Consolidation, Acquisition and Expansion
Kitty Hawk moved to a 42,000-square-foot facility at the Dallas-Fort Worth International Airport. The company consolidated many of its operations into the new space, including melding Kitty Hawk Air Cargo with Kitty Hawk Charters. Sales, executive and corporate offices, and Kitty Hawk Systems also occupied space in the new facility, which included a large hangar and a flight operations area.
In 1997 Kitty Hawk's fleet was comprised of 30 aircraft--727s, DC-9s, and turbo prop Convairs. The company's fleet grew substantially in August of that year when Kitty Hawk purchased 16 Boeing 727s from the Kalitta Group for more than $50 million. The sale was part of an overall agreement to merge the large, privately held Kalitta Group companies into the smaller, public Kitty Hawk.
According to the Air Cargo Report, the merger was "designed to capitalize on the strengths of both of the all-cargo carriers." Traditionally, the Kalitta Group, operators of passenger charters and cargo freight services, earned a reputation for its maintenance and equipment. These assets nicely complemented Kitty Hawk's dominance in high-tech marketing. The Air Cargo Report commented that the deal "will combine the strengths of both companies and give the new entity a larger market share and 'more clout."'
Kitty Hawk absorbed Kalitta's American International Airways, Inc., American International Freight, American International Cargo, Kalitta Flying Service, Inc., Flight One Logistics, Inc., and OK Turbines, Inc. With the merger, Kitty Hawk operated 32 727s, five DC-9s, and eight Convairs. In return, Connie Kalitta, chairman and owner of the Kalitta Group, received cash, stock, and a management position. Above all, the Kalitta Group became a public company through the merger.
FAA Regulations for 727s
Despite the fact that in 15 years no 727 freight carriers ever crashed, in 1997 the Federal Aviation Administration (FAA) considered safety modifications for the aircraft in order to repair structural flaws near the main cargo door. The approximate cost of the repairs totaled between $3,000 and $5,000 per plane. The FAA also sought to limit the amount of freight flown on 727s, an edict that worked to Kitty Hawk's advantage. Since freight loads remained constant, more flights would be needed to move the same amount of cargo. At the time, industry analyst Helane Becker of Smith Barney observed in Air Cargo World: "If the FAA limits the pounds that can be put on the aircraft [727s], the freight won't go away. It will simply result in more turns in aircraft. For Kitty Hawk, this could turn into a huge potential revenue benefit."
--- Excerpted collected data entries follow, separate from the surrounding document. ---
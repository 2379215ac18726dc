//! Feature-correlation factor: detect and remove highly correlated
//! numeric column pairs.

use std::collections::HashSet;

use serde::Serialize;
use serde_json::json;

use crate::{
    document::{CellValue, ColumnType, TableDocument},
    error::Result,
    issue::{Issue, IssueCategory, IssueSeverity},
    stats,
};

use super::{FactorId, FactorOutcome, PipelineConfig, QualityFactor};

/// Settings for the correlation factor.
#[derive(Debug, Clone)]
pub struct CorrelationConfig {
    /// Absolute Pearson correlation at or above which a pair is flagged.
    pub threshold: f64,
}

impl Default for CorrelationConfig {
    fn default() -> Self {
        Self { threshold: 0.9 }
    }
}

/// A flagged pair of correlated columns. Resolution always removes
/// `second` (the later column in declared order), a deterministic
/// tie-break.
#[derive(Debug, Clone, PartialEq, Serialize)]
pub struct CorrelatedPair {
    /// Earlier column of the pair in declared order.
    pub first: String,
    /// Later column; the one removed on fix.
    pub second: String,
    /// Pearson correlation coefficient.
    pub correlation: f64,
}

/// Pearson-correlation detector/fixer.
pub struct FeatureCorrelation;

impl FeatureCorrelation {
    /// Pairwise Pearson correlation over every pair of numeric columns,
    /// returning pairs with `|r|` at or above `threshold`. Rows where
    /// either side is missing or unparseable are skipped pairwise.
    pub fn correlated_pairs(
        doc: &TableDocument,
        threshold: f64,
    ) -> Result<Vec<CorrelatedPair>> {
        let names = doc.columns_of_type(ColumnType::Numeric);
        let series: Vec<Vec<Option<f64>>> = names
            .iter()
            .map(|name| {
                doc.rows()
                    .iter()
                    .map(|row| match row.get(name.as_str()) {
                        Some(CellValue::Number(n)) if n.is_finite() => Some(*n),
                        _ => None,
                    })
                    .collect()
            })
            .collect();

        let mut pairs = Vec::new();
        for i in 0..names.len() {
            for j in (i + 1)..names.len() {
                let (a, b): (Vec<f64>, Vec<f64>) = series[i]
                    .iter()
                    .zip(series[j].iter())
                    .filter_map(|(x, y)| Some(((*x)?, (*y)?)))
                    .unzip();
                if let Some(r) = stats::pearson(&a, &b) {
                    if r.abs() >= threshold {
                        pairs.push(CorrelatedPair {
                            first: names[i].clone(),
                            second: names[j].clone(),
                            correlation: r,
                        });
                    }
                }
            }
        }
        Ok(pairs)
    }
}

impl QualityFactor for FeatureCorrelation {
    fn id(&self) -> FactorId {
        FactorId::FeatureCorrelation
    }

    fn detect(&self, doc: &TableDocument, config: &PipelineConfig) -> Result<Vec<Issue>> {
        let issues = Self::correlated_pairs(doc, config.correlation.threshold)?
            .into_iter()
            .map(|pair| {
                Issue::flag(
                    0,
                    &pair.second,
                    CellValue::Null,
                    format!(
                        "'{}' correlates with '{}' (r = {:.3})",
                        pair.second, pair.first, pair.correlation
                    ),
                    IssueCategory::LogicalError,
                    IssueSeverity::Info,
                )
            })
            .collect();
        Ok(issues)
    }

    fn fix(&self, doc: &TableDocument, config: &PipelineConfig) -> Result<FactorOutcome> {
        let pairs = Self::correlated_pairs(doc, config.correlation.threshold)?;
        let removed: Vec<String> = {
            let mut seen = HashSet::new();
            pairs
                .iter()
                .filter(|p| seen.insert(p.second.clone()))
                .map(|p| p.second.clone())
                .collect()
        };

        let mut log = Vec::new();
        let document = if removed.is_empty() {
            doc.clone()
        } else {
            log.push(format!(
                "Removed {} highly correlated features: {:?}",
                removed.len(),
                removed
            ));
            doc.without_columns(&removed.iter().cloned().collect())
        };
        let stats = json!({
            "features_removed": removed.len(),
            "removed_features": removed,
        });
        Ok(FactorOutcome {
            document,
            stats,
            log,
        })
    }
}

#[cfg(test)]
mod tests {
    use super::*;

    fn config(threshold: f64) -> PipelineConfig {
        let mut config = PipelineConfig::default();
        config.correlation.threshold = threshold;
        config
    }

    #[test]
    fn test_perfectly_correlated_pair_reported() {
        let doc = TableDocument::from_csv_str("a,b\n1,2\n2,4\n3,6\n4,8\n5,10\n").unwrap();
        let pairs = FeatureCorrelation::correlated_pairs(&doc, 0.8).unwrap();
        assert_eq!(pairs.len(), 1);
        assert_eq!(pairs[0].first, "a");
        assert_eq!(pairs[0].second, "b");
        assert!((pairs[0].correlation - 1.0).abs() < 1e-9);
    }

    #[test]
    fn test_fix_removes_second_column() {
        let doc = TableDocument::from_csv_str("a,b\n1,2\n2,4\n3,6\n4,8\n5,10\n").unwrap();
        let outcome = FeatureCorrelation.fix(&doc, &config(0.8)).unwrap();
        assert!(outcome.document.has_column("a"));
        assert!(!outcome.document.has_column("b"));
        assert_eq!(outcome.stats["removed_features"][0], "b");
    }

    #[test]
    fn test_uncorrelated_columns_kept() {
        let doc = TableDocument::from_csv_str("a,b\n1,9\n2,1\n3,8\n4,2\n5,5\n").unwrap();
        let outcome = FeatureCorrelation.fix(&doc, &config(0.9)).unwrap();
        assert_eq!(outcome.document.num_columns(), 2);
        assert_eq!(outcome.stats["features_removed"], 0);
    }

    #[test]
    fn test_negative_correlation_flagged() {
        let doc =
            TableDocument::from_csv_str("a,b\n1,-2\n2,-4\n3,-6\n4,-8\n5,-10\n").unwrap();
        let pairs = FeatureCorrelation::correlated_pairs(&doc, 0.8).unwrap();
        assert_eq!(pairs.len(), 1);
        assert!(pairs[0].correlation < -0.99);
    }

    #[test]
    fn test_idempotent_removal() {
        // b and c both track a; removing the later column of each flagged
        // pair leaves no pair at or above the threshold.
        let doc = TableDocument::from_csv_str(
            "a,b,c\n1,2,3\n2,4,6\n3,6,9\n4,8,12\n5,10,15\n",
        )
        .unwrap();
        let cfg = config(0.8);
        let once = FeatureCorrelation.fix(&doc, &cfg).unwrap().document;
        assert_eq!(once.column_names(), vec!["a"]);
        assert!(FeatureCorrelation.detect(&once, &cfg).unwrap().is_empty());
    }
}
With Kitty Hawk in control of the 727 situation, its position in the industry seemed secure in late 1997. In the future, Kitty Hawk planned to expand its services abroad, particularly in Europe and the Far East. The company also intended to augment its network of strategically placed warehouses to facilitate the delivery of critical parts for its clients. Given the FAA's favorable regulatory environment and the company's well-defined direction, Smith Barney's Becker declared in Air Cargo World in 1997 that "we are very enthusiastic about Kitty Hawk's outlook and continued prospects."
Principal Subsidiaries: Kitty Hawk Air Cargo, Inc.; Kitty Hawk Charters; Kitty Hawk Systems, Inc.; Kitty Hawk Financial.